Hangi Moda – Kadınlar İçin Giyim Makyaj Sağlık Hobi

Kız Kulesi Hikayesi, Videosu


Kız Kulesi günümüze gelene kadar 2500 yıllık geçmişi ile pek çok efsaneye konu olmuştur. Onun ulaşılmazlığı onu daha da üstün duruma getirmiş ve hakkında çeşitli hayaller ve düşler durulmuştur.

Kızkulesi ile ilgili anlatılan ilk hikâye; Ovidius’un kaydettiği bir aşk hikâyesidir. Hero ile Leandros adlı iki gencin hüzünlü aşkını anlatan bu hikâye, Hero’nun kuleden ayrılmasıyla başlar. Hero, Afrodit’in rahibelerindendir ve aşka yasaklıdır. Yıllar sonra Afrodit’in tapınağında yapılan bir törene katılmak için kuleden ayrılır ve orada Leandros ile karşılaşır. Birbirine aşık olan iki genç, Leandros’un gece kuleye gelmesi ile aşklarını kutsarlar. Kızkulesi her gece iki gencin gizli aşkına ve yasak sevişmelerine tanıklık eder. Leandros’un yüzerek kuleye geldiği fırtınalı bir günde Hero’nun yaktığı sevda ateşinin feneri söner. Karanlıkta yolunu kaybeden Leandros, Boğaz’ın sularına gömülür. Sevgilisinin öldüğünü gören Hero da kendini Kızkulesi’nden Boğaz’ın sularına bırakır.

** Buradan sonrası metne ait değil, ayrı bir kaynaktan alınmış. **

// SPDX-License-Identifier: AGPL-3.0-or-later
// Copyright (C) 2025 Blackman Artificial Intelligence Technologies Inc.

//! Persistent key-value store
//!
//! Holds the credential list, the remembered project root and the cached
//! code index. [`FileStore`] keeps one file per key under a directory;
//! [`MemoryStore`] backs tests.

use std::collections::HashMap;
use std::path::{Path, PathBuf};
use std::sync::Mutex;

use crate::error::{KilnError, Result};

/// Newline-delimited API credentials
pub const KEY_API_KEYS: &str = "api_keys";
/// Absolute path of the last opened project
pub const KEY_ROOT_DIRECTORY: &str = "root_directory";
/// Serialized code index
pub const KEY_CODE_INDEX: &str = "code_index";

/// String-valued key-value storage
pub trait KeyValueStore: Send + Sync {
    fn get(&self, key: &str) -> Result<Option<String>>;
    fn set(&self, key: &str, value: &str) -> Result<()>;
    fn remove(&self, key: &str) -> Result<()>;
}

/// Directory-backed store, one file per key
#[derive(Debug, Clone)]
pub struct FileStore {
    dir: PathBuf,
}

impl FileStore {
    /// Open (creating if needed) a store rooted at `dir`
    pub fn open(dir: impl Into<PathBuf>) -> Result<Self> {
        let dir = dir.into();
        std::fs::create_dir_all(&dir)?;
        Ok(Self { dir })
    }

    pub fn dir(&self) -> &Path {
        &self.dir
    }

    fn path_for(&self, key: &str) -> Result<PathBuf> {
        let valid = !key.is_empty()
            && key
                .chars()
                .all(|c| c.is_ascii_alphanumeric() || c == '_' || c == '-');
        if !valid {
            return Err(KilnError::Store(format!("invalid key '{}'", key)));
        }
        Ok(self.dir.join(format!("{}.dat", key)))
    }
}

impl KeyValueStore for FileStore {
    fn get(&self, key: &str) -> Result<Option<String>> {
        let path = self.path_for(key)?;
        match std::fs::read_to_string(&path) {
            Ok(value) => Ok(Some(value)),
            Err(e) if e.kind() == std::io::ErrorKind::NotFound => Ok(None),
            Err(e) => Err(e.into()),
        }
    }

    fn set(&self, key: &str, value: &str) -> Result<()> {
        let path = self.path_for(key)?;
        // Replace atomically.
        let tmp = path.with_extension("tmp");
        std::fs::write(&tmp, value)?;
        std::fs::rename(&tmp, &path)?;
        Ok(())
    }

    fn remove(&self, key: &str) -> Result<()> {
        let path = self.path_for(key)?;
        match std::fs::remove_file(&path) {
            Ok(()) => Ok(()),
            Err(e) if e.kind() == std::io::ErrorKind::NotFound => Ok(()),
            Err(e) => Err(e.into()),
        }
    }
}

/// In-memory store
#[derive(Debug, Default)]
pub struct MemoryStore {
    values: Mutex<HashMap<String, String>>,
}

impl MemoryStore {
    pub fn new() -> Self {
        Self::default()
    }

    fn values(&self) -> Result<std::sync::MutexGuard<'_, HashMap<String, String>>> {
        self.values
            .lock()
            .map_err(|_| KilnError::Store("store lock poisoned".to_string()))
    }
}

impl KeyValueStore for MemoryStore {
    fn get(&self, key: &str) -> Result<Option<String>> {
        Ok(self.values()?.get(key).cloned())
    }

    fn set(&self, key: &str, value: &str) -> Result<()> {
        self.values()?.insert(key.to_string(), value.to_string());
        Ok(())
    }

    fn remove(&self, key: &str) -> Result<()> {
        self.values()?.remove(key);
        Ok(())
    }
}

#[cfg(test)]
mod tests {
    use super::*;
    use tempfile::TempDir;

    #[test]
    fn test_file_store_roundtrip() {
        let temp_dir = TempDir::new().unwrap();
        let store = FileStore::open(temp_dir.path().join("store")).unwrap();

        assert_eq!(store.get(KEY_API_KEYS).unwrap(), None);
        store.set(KEY_API_KEYS, "a\nb\n").unwrap();
        assert_eq!(store.get(KEY_API_KEYS).unwrap().as_deref(), Some("a\nb\n"));

        store.set(KEY_API_KEYS, "c").unwrap();
        assert_eq!(store.get(KEY_API_KEYS).unwrap().as_deref(), Some("c"));

        store.remove(KEY_API_KEYS).unwrap();
        assert_eq!(store.get(KEY_API_KEYS).unwrap(), None);
        store.remove(KEY_API_KEYS).unwrap();
    }

    #[test]
    fn test_file_store_persists_across_instances() {
        let temp_dir = TempDir::new().unwrap();
        FileStore::open(temp_dir.path())
            .unwrap()
            .set(KEY_ROOT_DIRECTORY, "/work/project")
            .unwrap();
        let reopened = FileStore::open(temp_dir.path()).unwrap();
        assert_eq!(
            reopened.get(KEY_ROOT_DIRECTORY).unwrap().as_deref(),
            Some("/work/project")
        );
    }

    #[test]
    fn test_file_store_rejects_path_like_keys() {
        let temp_dir = TempDir::new().unwrap();
        let store = FileStore::open(temp_dir.path()).unwrap();
        assert!(store.set("../escape", "x").is_err());
        assert!(store.get("").is_err());
    }

    #[test]
    fn test_memory_store() {
        let store = MemoryStore::new();
        store.set(KEY_CODE_INDEX, "{}").unwrap();
        assert_eq!(store.get(KEY_CODE_INDEX).unwrap().as_deref(), Some("{}"));
        store.remove(KEY_CODE_INDEX).unwrap();
        assert!(store.get(KEY_CODE_INDEX).unwrap().is_none());
    }
}
// SPDX-License-Identifier: AGPL-3.0-or-later
// Copyright (C) 2025 Blackman Artificial Intelligence Technologies Inc.

//! Mock LLM provider for testing
//!
//! Serves a script of canned rounds in order, records every request, and can
//! fail a call outright or part-way through its stream.

use async_trait::async_trait;
use futures::stream;
use futures::StreamExt;
use std::sync::atomic::{AtomicUsize, Ordering};
use std::sync::{Arc, Mutex, MutexGuard};
use std::time::Duration;

use crate::error::{ApiError, KilnError, Result};
use crate::llm::message::FunctionCall;
use crate::llm::provider::{ChunkStream, FinishReason, GenerateRequest, LlmProvider, StreamChunk};

/// A mock LLM provider for testing
#[derive(Clone)]
pub struct MockProvider {
    name: String,
    responses: Arc<Mutex<Vec<MockResponse>>>,
    call_count: Arc<AtomicUsize>,
    recorded_requests: Arc<Mutex<Vec<GenerateRequest>>>,
    chunk_delay: Option<Duration>,
}

/// One scripted model round
#[derive(Clone, Debug)]
pub enum MockResponse {
    /// Stream the text in the given pieces, then the calls
    Reply {
        chunks: Vec<String>,
        calls: Vec<FunctionCall>,
    },
    /// Reject the call before any chunk is produced
    Fail(String),
    /// Yield some text chunks, then error
    FailMidStream { chunks: Vec<String>, message: String },
}

impl MockResponse {
    pub fn text(text: impl Into<String>) -> Self {
        MockResponse::Reply {
            chunks: vec![text.into()],
            calls: vec![],
        }
    }

    pub fn calls(calls: Vec<(&str, serde_json::Value)>) -> Self {
        MockResponse::Reply {
            chunks: vec![],
            calls: calls
                .into_iter()
                .enumerate()
                .map(|(i, (name, args))| FunctionCall {
                    name: name.to_string(),
                    args,
                    id: Some(format!("call-{}", i)),
                })
                .collect(),
        }
    }

    pub fn fail(message: impl Into<String>) -> Self {
        MockResponse::Fail(message.into())
    }
}

impl Default for MockProvider {
    fn default() -> Self {
        Self::new()
    }
}

impl MockProvider {
    /// Create a mock that always answers "Mock response"
    pub fn new() -> Self {
        Self {
            name: "mock".to_string(),
            responses: Arc::new(Mutex::new(vec![MockResponse::text("Mock response")])),
            call_count: Arc::new(AtomicUsize::new(0)),
            recorded_requests: Arc::new(Mutex::new(vec![])),
            chunk_delay: None,
        }
    }

    /// Queue rounds (served in order; the last one repeats)
    pub fn with_script(self, script: Vec<MockResponse>) -> Self {
        {
            let mut responses = lock(&self.responses);
            *responses = script;
        }
        self
    }

    /// Sleep before every chunk, so tests can cancel mid-stream
    pub fn with_chunk_delay(mut self, delay: Duration) -> Self {
        self.chunk_delay = Some(delay);
        self
    }

    /// Number of stream_generate calls so far
    pub fn call_count(&self) -> usize {
        self.call_count.load(Ordering::SeqCst)
    }

    pub fn recorded_requests(&self) -> Vec<GenerateRequest> {
        lock(&self.recorded_requests).clone()
    }

    pub fn last_request(&self) -> Option<GenerateRequest> {
        lock(&self.recorded_requests).last().cloned()
    }

    fn next_response(&self) -> MockResponse {
        let count = self.call_count.fetch_add(1, Ordering::SeqCst);
        let responses = lock(&self.responses);
        if responses.is_empty() {
            MockResponse::text("Mock response")
        } else {
            responses[count.min(responses.len() - 1)].clone()
        }
    }
}

fn lock<T>(mutex: &Mutex<T>) -> MutexGuard<'_, T> {
    match mutex.lock() {
        Ok(guard) => guard,
        Err(poisoned) => {
            tracing::warn!("Mock provider lock was poisoned, recovering");
            poisoned.into_inner()
        }
    }
}

#[async_trait]
impl LlmProvider for MockProvider {
    fn name(&self) -> &str {
        &self.name
    }

    async fn stream_generate(&self, request: GenerateRequest) -> Result<ChunkStream> {
        lock(&self.recorded_requests).push(request);

        let items: Vec<Result<StreamChunk>> = match self.next_response() {
            MockResponse::Fail(message) => {
                return Err(ApiError::ServerError {
                    status: 400,
                    message,
                }
                .into());
            }
            MockResponse::Reply { chunks, calls } => {
                let mut items: Vec<Result<StreamChunk>> =
                    chunks.into_iter().map(|c| Ok(StreamChunk::text(c))).collect();
                items.extend(calls.into_iter().map(|c| Ok(StreamChunk::call(c))));
                items.push(Ok(StreamChunk::finished(FinishReason::Stop)));
                items
            }
            MockResponse::FailMidStream { chunks, message } => {
                let mut items: Vec<Result<StreamChunk>> =
                    chunks.into_iter().map(|c| Ok(StreamChunk::text(c))).collect();
                items.push(Err(KilnError::Api(ApiError::StreamError(message))));
                items
            }
        };

        let delay = self.chunk_delay;
        let stream = stream::iter(items).then(move |item| async move {
            if let Some(delay) = delay {
                tokio::time::sleep(delay).await;
            }
            item
        });
        Ok(Box::pin(stream))
    }
}
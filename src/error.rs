// SPDX-License-Identifier: AGPL-3.0-or-later
// Copyright (C) 2025 Blackman Artificial Intelligence Technologies Inc.

//! Error types for Kiln
//!
//! Tool failures never cross the tool executor boundary as errors; they are
//! folded into result payloads there. Everything else propagates through
//! [`KilnError`].

use thiserror::Error;

/// Main error type for Kiln operations
#[derive(Error, Debug)]
pub enum KilnError {
    /// Model API errors
    #[error("API error: {0}")]
    Api(#[from] ApiError),

    /// No credentials are configured
    #[error("No API keys configured. Add keys in the settings.")]
    NoCredentials,

    /// A tool precondition was not met (no project open, no selection, ...)
    #[error("{0}")]
    ToolPrecondition(String),

    /// A tool effect failed against the project tree, editor or runner
    #[error("{0}")]
    ToolEffect(String),

    /// A unified diff could not be applied
    #[error("Failed to apply patch. The diff may be invalid or not apply to the file.")]
    Patch,

    /// Session construction errors
    #[error("Session error: {0}")]
    Session(String),

    /// An exchange is already running
    #[error("An exchange is already in progress")]
    ExchangeInProgress,

    /// Configuration errors
    #[error("Configuration error: {0}")]
    Config(String),

    /// Key-value store errors
    #[error("Store error: {0}")]
    Store(String),

    /// Static analysis errors
    #[error("Analysis error: {0}")]
    Analysis(String),

    /// Invalid input
    #[error("Invalid input: {0}")]
    InvalidInput(String),

    /// IO errors
    #[error("IO error: {0}")]
    Io(#[from] std::io::Error),

    /// JSON serialization errors
    #[error("JSON error: {0}")]
    Json(#[from] serde_json::Error),

    /// HTTP request errors
    #[error("HTTP error: {0}")]
    Http(#[from] reqwest::Error),
}

impl KilnError {
    /// Whether this error came from a model call and should trigger a
    /// credential rotation.
    pub fn is_credential_failure(&self) -> bool {
        matches!(self, KilnError::Api(_) | KilnError::Http(_))
    }
}

/// API-specific error types
#[derive(Error, Debug)]
pub enum ApiError {
    /// Authentication failed (invalid API key)
    #[error("Authentication failed: invalid API key")]
    AuthenticationFailed,

    /// Rate limited by the API
    #[error("Rate limited: {0}")]
    RateLimited(String),

    /// Requested model not found
    #[error("Model not found: {0}")]
    ModelNotFound(String),

    /// Network connectivity error
    #[error("Network error: {0}")]
    Network(String),

    /// Invalid response from API
    #[error("Invalid API response: {0}")]
    InvalidResponse(String),

    /// API returned an error
    #[error("API error ({status}): {message}")]
    ServerError { status: u16, message: String },

    /// Streaming error
    #[error("Streaming error: {0}")]
    StreamError(String),

    /// Prompt or response blocked by safety settings
    #[error("Response blocked: {0}")]
    Blocked(String),
}

/// Result type alias for Kiln operations
pub type Result<T> = std::result::Result<T, KilnError>;
// SPDX-License-Identifier: AGPL-3.0-or-later
// Copyright (C) 2025 Blackman Artificial Intelligence Technologies Inc.

//! Terminal-backed tools
//!
//! Both delegate to the context's command runner; a runner failure surfaces
//! its message unchanged.

use async_trait::async_trait;
use serde_json::{json, Value};
use std::path::PathBuf;

use crate::error::Result;
use crate::llm::provider::ToolDefinition;
use crate::tools::{required_str, SchemaBuilder, Tool, ToolContext};

/// Commands run from the project root when one is bound
fn working_directory(context: &ToolContext) -> Option<PathBuf> {
    context
        .project()
        .ok()
        .and_then(|tree| tree.root_path().map(|p| p.to_path_buf()))
}

/// Single-quote an argument for `sh`
fn shell_quote(arg: &str) -> String {
    format!("'{}'", arg.replace('\'', r"'\''"))
}

pub struct RunTerminalCommandTool;

#[async_trait]
impl Tool for RunTerminalCommandTool {
    fn name(&self) -> &str {
        "run_terminal_command"
    }

    fn definition(&self) -> ToolDefinition {
        ToolDefinition {
            name: "run_terminal_command".to_string(),
            description: "Executes a shell command on the backend and returns the output.".to_string(),
            input_schema: SchemaBuilder::new()
                .string("command", "The shell command to run", true)
                .build(),
        }
    }

    async fn execute(&self, input: Value, context: &ToolContext) -> Result<Value> {
        let command = required_str(&input, "command")?;
        let cwd = working_directory(context);
        let output = context.runner.run(command, cwd.as_deref()).await?;
        Ok(json!({ "output": output }))
    }
}

pub struct FileHistoryTool;

impl FileHistoryTool {
    pub fn command_for(filename: &str) -> String {
        format!(
            "git log --pretty=format:\"%h - %an, %ar : %s\" -- {}",
            shell_quote(filename)
        )
    }
}

#[async_trait]
impl Tool for FileHistoryTool {
    fn name(&self) -> &str {
        "get_file_history"
    }

    fn definition(&self) -> ToolDefinition {
        ToolDefinition {
            name: "get_file_history".to_string(),
            description: "Retrieves the git commit history for a specific file.".to_string(),
            input_schema: SchemaBuilder::new()
                .string("filename", "Path of the file", true)
                .build(),
        }
    }

    async fn execute(&self, input: Value, context: &ToolContext) -> Result<Value> {
        let filename = required_str(&input, "filename")?;
        let cwd = working_directory(context);
        let history = context
            .runner
            .run(&Self::command_for(filename), cwd.as_deref())
            .await?;
        Ok(json!({ "history": history }))
    }
}

#[cfg(test)]
mod tests {
    use super::*;
    use crate::error::KilnError;
    use crate::store::MemoryStore;
    use crate::tools::builtin::test_support::bound_context;
    use crate::tools::editor::InMemoryEditor;
    use crate::tools::runner::CommandRunner;
    use std::path::Path;
    use std::sync::{Arc, Mutex};

    /// Records commands and answers with a canned result
    struct RecordingRunner {
        commands: Mutex<Vec<String>>,
        fail_with: Option<String>,
    }

    #[async_trait]
    impl CommandRunner for RecordingRunner {
        async fn run(&self, command: &str, _cwd: Option<&Path>) -> Result<String> {
            self.commands.lock().unwrap().push(command.to_string());
            match &self.fail_with {
                Some(message) => Err(KilnError::ToolEffect(message.clone())),
                None => Ok("ok".to_string()),
            }
        }
    }

    fn context_with(runner: Arc<RecordingRunner>) -> ToolContext {
        ToolContext::new(Arc::new(InMemoryEditor::new()), runner, Arc::new(MemoryStore::new()))
    }

    #[tokio::test]
    async fn test_run_command_in_project_root() {
        let (temp_dir, ctx) = bound_context();
        std::fs::write(temp_dir.path().join("marker.txt"), "").unwrap();
        let out = RunTerminalCommandTool
            .execute(json!({"command": "ls"}), &ctx)
            .await
            .unwrap();
        assert!(out["output"].as_str().unwrap().contains("marker.txt"));
    }

    #[tokio::test]
    async fn test_file_history_command() {
        let runner = Arc::new(RecordingRunner {
            commands: Mutex::new(Vec::new()),
            fail_with: None,
        });
        let ctx = context_with(runner.clone());
        let out = FileHistoryTool
            .execute(json!({"filename": "src/app.js"}), &ctx)
            .await
            .unwrap();
        assert_eq!(out, json!({"history": "ok"}));
        assert_eq!(
            runner.commands.lock().unwrap()[0],
            "git log --pretty=format:\"%h - %an, %ar : %s\" -- 'src/app.js'"
        );
    }

    #[tokio::test]
    async fn test_runner_failure_message_is_verbatim() {
        let runner = Arc::new(RecordingRunner {
            commands: Mutex::new(Vec::new()),
            fail_with: Some("Command not allowed".to_string()),
        });
        let ctx = context_with(runner);
        let err = RunTerminalCommandTool
            .execute(json!({"command": "rm -rf /"}), &ctx)
            .await
            .unwrap_err();
        assert_eq!(err.to_string(), "Command not allowed");
    }

    #[test]
    fn test_shell_quote() {
        assert_eq!(shell_quote("it's.js"), r"'it'\''s.js'");
    }
}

Kavuşamayan âşıklara atfen anlatılan bu hikâyeden başka bir de; Kleopatra’nın sonuna benzer bir sonun anlatıldığı yılan hikâyesi vardır. Kehanete göre kralın birine, çok sevdiği kızı onsekiz yaşına geldiğinde bir yılan tarafından sokularak öleceği söylenir. Bunun üzerine kral, denizin ortasındaki bu kuleyi onararak kızını buraya yerleştirir. Kaderin kaçınılmazlığını kanıtlarcasına, kuleye gönderilen üzüm sepetinden çıkan bir yılan, prensesin tenine süzülerek zehrini boşaltır. Kral, kızına demirden bir tabut yaptırarak Ayasofya’nın giriş kapısının üstüne yerleştirir. Bugün bu tabutun üstünde iki delik vardır. Yılanın, ölümünden sonra da onu rahat bırakmadığına dair hikâyeler anlatılır.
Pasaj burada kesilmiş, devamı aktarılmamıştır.